7
Conclusion
The perception of beauty continually varies over time. Nowadays, facial beauty is based more on today’s “make-up” than on natural beauty. However, in our generation, among the facial criteria of beauty, a perfect smile has become a major feature and offers many advantages for the person wearing the smile.
Every individual has unique facial characteristics, including those of their smiles. According to the definition of esthetics, a smile is something very personal, relating directly to that person’s facial structure, gender, style, and character. Esthetic dentists should not be limited or restricted by specific requirements but, rather, should consider them as useful guidelines for creating a smile that best suits that particular patient’s personal needs.

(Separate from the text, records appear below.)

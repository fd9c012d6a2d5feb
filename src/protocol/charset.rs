//! Text encodings accepted on the wire.

use serde::{Deserialize, Serialize};

/// Character set used to turn payload text into bytes before armoring.
#[derive(Debug, Clone, Copy, PartialEq, Eq, Default, Deserialize, Serialize)]
pub enum Charset {
    /// UTF-8 (default).
    #[default]
    #[serde(rename = "UTF-8", alias = "utf-8", alias = "utf8")]
    Utf8,
    /// UTF-16, big-endian, no byte order mark.
    #[serde(rename = "UTF-16BE", alias = "UTF-16", alias = "utf-16", alias = "utf-16be")]
    Utf16Be,
    /// UTF-16, little-endian, no byte order mark.
    #[serde(rename = "UTF-16LE", alias = "utf-16le")]
    Utf16Le,
}

impl Charset {
    /// Encode text into bytes.
    pub fn encode(&self, text: &str) -> Vec<u8> {
        match self {
            Charset::Utf8 => text.as_bytes().to_vec(),
            Charset::Utf16Be => text.encode_utf16().flat_map(u16::to_be_bytes).collect(),
            Charset::Utf16Le => text.encode_utf16().flat_map(u16::to_le_bytes).collect(),
        }
    }

    /// Decode bytes back into text. Returns `None` on malformed input.
    pub fn decode(&self, bytes: &[u8]) -> Option<String> {
        match self {
            Charset::Utf8 => String::from_utf8(bytes.to_vec()).ok(),
            Charset::Utf16Be => decode_utf16(bytes, u16::from_be_bytes),
            Charset::Utf16Le => decode_utf16(bytes, u16::from_le_bytes),
        }
    }

    /// Canonical name, as written in configuration files.
    pub fn name(&self) -> &'static str {
        match self {
            Charset::Utf8 => "UTF-8",
            Charset::Utf16Be => "UTF-16BE",
            Charset::Utf16Le => "UTF-16LE",
        }
    }
}

impl std::fmt::Display for Charset {
    fn fmt(&self, f: &mut std::fmt::Formatter<'_>) -> std::fmt::Result {
        f.write_str(self.name())
    }
}

fn decode_utf16(bytes: &[u8], unit: fn([u8; 2]) -> u16) -> Option<String> {
    if bytes.len() % 2 != 0 {
        return None;
    }
    let units: Vec<u16> = bytes
        .chunks_exact(2)
        .map(|pair| unit([pair[0], pair[1]]))
        .collect();
    String::from_utf16(&units).ok()
}
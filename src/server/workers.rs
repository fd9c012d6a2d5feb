//! Bounded pool for deferred server work.
//!
//! Connections ask their server to deregister them from inside `shutdown`,
//! which may run on the connection's own session task. The request is queued
//! here instead of running inline.

use std::future::Future;
use std::sync::Arc;
use std::time::Duration;
use tokio::runtime::Handle;
use tokio::sync::Semaphore;
use tokio_util::task::TaskTracker;

#[derive(Debug)]
pub struct WorkerPool {
    tracker: TaskTracker,
    permits: Arc<Semaphore>,
    runtime: Handle,
}

impl WorkerPool {
    /// Pool running at most `size` jobs at once on the current runtime.
    pub fn new(size: usize) -> Self {
        Self {
            tracker: TaskTracker::new(),
            permits: Arc::new(Semaphore::new(size.max(1))),
            runtime: Handle::current(),
        }
    }

    /// Queue a job. Never blocks the caller.
    pub fn submit<F>(&self, job: F)
    where
        F: Future<Output = ()> + Send + 'static,
    {
        let permits = self.permits.clone();
        self.tracker.spawn_on(
            async move {
                // Closed semaphore means the pool is gone; drop the job.
                let Ok(_permit) = permits.acquire_owned().await else {
                    return;
                };
                job.await;
            },
            &self.runtime,
        );
    }

    /// Jobs queued or running.
    pub fn pending(&self) -> usize {
        self.tracker.len()
    }

    /// Wait up to `timeout` for every queued job. Returns `false` on timeout.
    ///
    /// Jobs submitted after `drain` starts are still tracked.
    pub async fn drain(&self, timeout: Duration) -> bool {
        self.tracker.close();
        let drained = tokio::time::timeout(timeout, self.tracker.wait())
            .await
            .is_ok();
        if !drained {
            tracing::warn!(
                pending = self.tracker.len(),
                timeout_ms = timeout.as_millis() as u64,
                "Worker pool drain timed out"
            );
        }
        drained
    }
}

#[cfg(test)]
mod tests {
    use super::*;
    use std::sync::atomic::{AtomicUsize, Ordering};

    #[tokio::test]
    async fn drain_waits_for_submitted_jobs() {
        let pool = WorkerPool::new(2);
        let done = Arc::new(AtomicUsize::new(0));
        for _ in 0..5 {
            let done = done.clone();
            pool.submit(async move {
                tokio::time::sleep(Duration::from_millis(10)).await;
                done.fetch_add(1, Ordering::SeqCst);
            });
        }

        assert!(pool.drain(Duration::from_secs(5)).await);
        assert_eq!(done.load(Ordering::SeqCst), 5);
        assert_eq!(pool.pending(), 0);
    }

    #[tokio::test]
    async fn drain_times_out_on_stuck_job() {
        let pool = WorkerPool::new(1);
        pool.submit(std::future::pending());
        assert!(!pool.drain(Duration::from_millis(50)).await);
    }

    #[tokio::test(flavor = "multi_thread", worker_threads = 2)]
    async fn pool_size_bounds_concurrency() {
        let pool = WorkerPool::new(1);
        let running = Arc::new(AtomicUsize::new(0));
        let peak = Arc::new(AtomicUsize::new(0));
        for _ in 0..4 {
            let running = running.clone();
            let peak = peak.clone();
            pool.submit(async move {
                let now = running.fetch_add(1, Ordering::SeqCst) + 1;
                peak.fetch_max(now, Ordering::SeqCst);
                tokio::time::sleep(Duration::from_millis(10)).await;
                running.fetch_sub(1, Ordering::SeqCst);
            });
        }

        assert!(pool.drain(Duration::from_secs(5)).await);
        assert_eq!(peak.load(Ordering::SeqCst), 1);
    }
}
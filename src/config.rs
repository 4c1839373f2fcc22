use crate::error::{AppError, AppResult, ConfigError};

/// API 密钥的环境变量名
pub const API_KEY_VAR: &str = "LLM_API_KEY";

/// 生成后端类型
#[derive(Clone, Copy, Debug, PartialEq, Eq)]
pub enum BackendKind {
    /// Gemini generateContent 协议（支持联网检索）
    Gemini,
    /// OpenAI 兼容的 chat completions 协议
    OpenAi,
}

impl BackendKind {
    pub fn parse(value: &str) -> Result<Self, ConfigError> {
        match value.trim().to_ascii_lowercase().as_str() {
            "gemini" | "google" => Ok(BackendKind::Gemini),
            "openai" | "openai_compatible" => Ok(BackendKind::OpenAi),
            other => Err(ConfigError::UnknownBackend {
                value: other.to_string(),
            }),
        }
    }

    /// 未设置 `LLM_API_BASE_URL` 时使用的地址
    pub fn default_base_url(self) -> &'static str {
        match self {
            BackendKind::Gemini => "https://generativelanguage.googleapis.com",
            BackendKind::OpenAi => "https://api.openai.com/v1",
        }
    }

    /// 未设置 `LLM_MODEL_NAME` 时使用的模型
    pub fn default_model(self) -> &'static str {
        match self {
            BackendKind::Gemini => "gemini-1.5-pro",
            BackendKind::OpenAi => "gpt-4o",
        }
    }
}

/// 程序配置
///
/// 在启动时显式构造，并作为参数传给各个组件；核心流程内部不读取环境变量。
#[derive(Clone, Debug)]
pub struct Config {
    // --- 生成后端配置 ---
    pub backend_kind: BackendKind,
    /// 后端访问凭据，缺失时在构造客户端时报错
    pub api_key: Option<String>,
    pub api_base_url: String,
    pub model_name: String,
    // --- 批量运行配置 ---
    /// 存放文档参数 TOML 的目录
    pub params_folder: String,
    /// 历史记录存放目录
    pub output_dir: String,
    /// 历史记录最多保留的文档数量
    pub history_limit: usize,
    /// 同时生成的文档数量
    pub max_concurrent_runs: usize,
    /// 初始额度
    pub credits: u32,
    /// 生成前是否先润色主题
    pub refine_topic: bool,
    /// 是否显示详细日志
    pub verbose_logging: bool,
    /// 输出日志文件
    pub output_log_file: String,
}

impl Default for Config {
    fn default() -> Self {
        Self::for_backend(BackendKind::Gemini)
    }
}

impl Config {
    /// 指定后端类型的默认配置，地址和模型随后端类型变化
    pub fn for_backend(backend_kind: BackendKind) -> Self {
        Self {
            backend_kind,
            api_key: None,
            api_base_url: backend_kind.default_base_url().to_string(),
            model_name: backend_kind.default_model().to_string(),
            params_folder: "input_toml".to_string(),
            output_dir: "output_docs".to_string(),
            history_limit: 20,
            max_concurrent_runs: 2,
            credits: 10,
            refine_topic: false,
            verbose_logging: false,
            output_log_file: "output.txt".to_string(),
        }
    }

    pub fn from_env() -> AppResult<Self> {
        let backend_kind = match std::env::var("LLM_BACKEND") {
            Ok(v) => BackendKind::parse(&v)?,
            Err(_) => BackendKind::Gemini,
        };
        let default = Self::for_backend(backend_kind);
        Ok(Self {
            backend_kind,
            api_key: std::env::var(API_KEY_VAR)
                .ok()
                .filter(|v| !v.trim().is_empty()),
            api_base_url: std::env::var("LLM_API_BASE_URL").unwrap_or(default.api_base_url),
            model_name: std::env::var("LLM_MODEL_NAME").unwrap_or(default.model_name),
            params_folder: std::env::var("PARAMS_FOLDER").unwrap_or(default.params_folder),
            output_dir: std::env::var("OUTPUT_DIR").unwrap_or(default.output_dir),
            history_limit: parse_env("HISTORY_LIMIT", "usize")?.unwrap_or(default.history_limit),
            max_concurrent_runs: parse_env("MAX_CONCURRENT_RUNS", "usize")?
                .unwrap_or(default.max_concurrent_runs),
            credits: parse_env("CREDITS", "u32")?.unwrap_or(default.credits),
            refine_topic: parse_env("REFINE_TOPIC", "bool")?.unwrap_or(default.refine_topic),
            verbose_logging: parse_env("VERBOSE_LOGGING", "bool")?
                .unwrap_or(default.verbose_logging),
            output_log_file: std::env::var("OUTPUT_LOG_FILE").unwrap_or(default.output_log_file),
        })
    }

    /// 取出 API 密钥，缺失时返回独立的配置错误
    pub fn require_api_key(&self) -> AppResult<&str> {
        self.api_key
            .as_deref()
            .filter(|key| !key.trim().is_empty())
            .ok_or_else(|| AppError::missing_credential(API_KEY_VAR))
    }
}

fn parse_env<T: std::str::FromStr>(var_name: &str, expected_type: &str) -> AppResult<Option<T>> {
    let Ok(value) = std::env::var(var_name) else {
        return Ok(None);
    };
    let parsed = value.trim().parse::<T>();
    match parsed {
        Ok(parsed) => Ok(Some(parsed)),
        Err(_) => Err(ConfigError::EnvVarParseFailed {
            var_name: var_name.to_string(),
            value,
            expected_type: expected_type.to_string(),
        }
        .into()),
    }
}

Clinicians can no longer content themselves with purely practical procedures. Esthetics must be taken into account in comprehensive oral therapy. Due to this paradigm shift, esthetic dentistry can now deliver increasingly predictable and natural results. Not only that, but a more complete understanding of the components behind an esthetic smile – precise anatomical, functional, and biological integration – has caused clinicians to make achieving this precision a prerequisite for any successful treatment. The latest trends in dentistry tend toward minimally invasive options that will cause the least possible tissue disruption. This is challenging, but well worth the effort.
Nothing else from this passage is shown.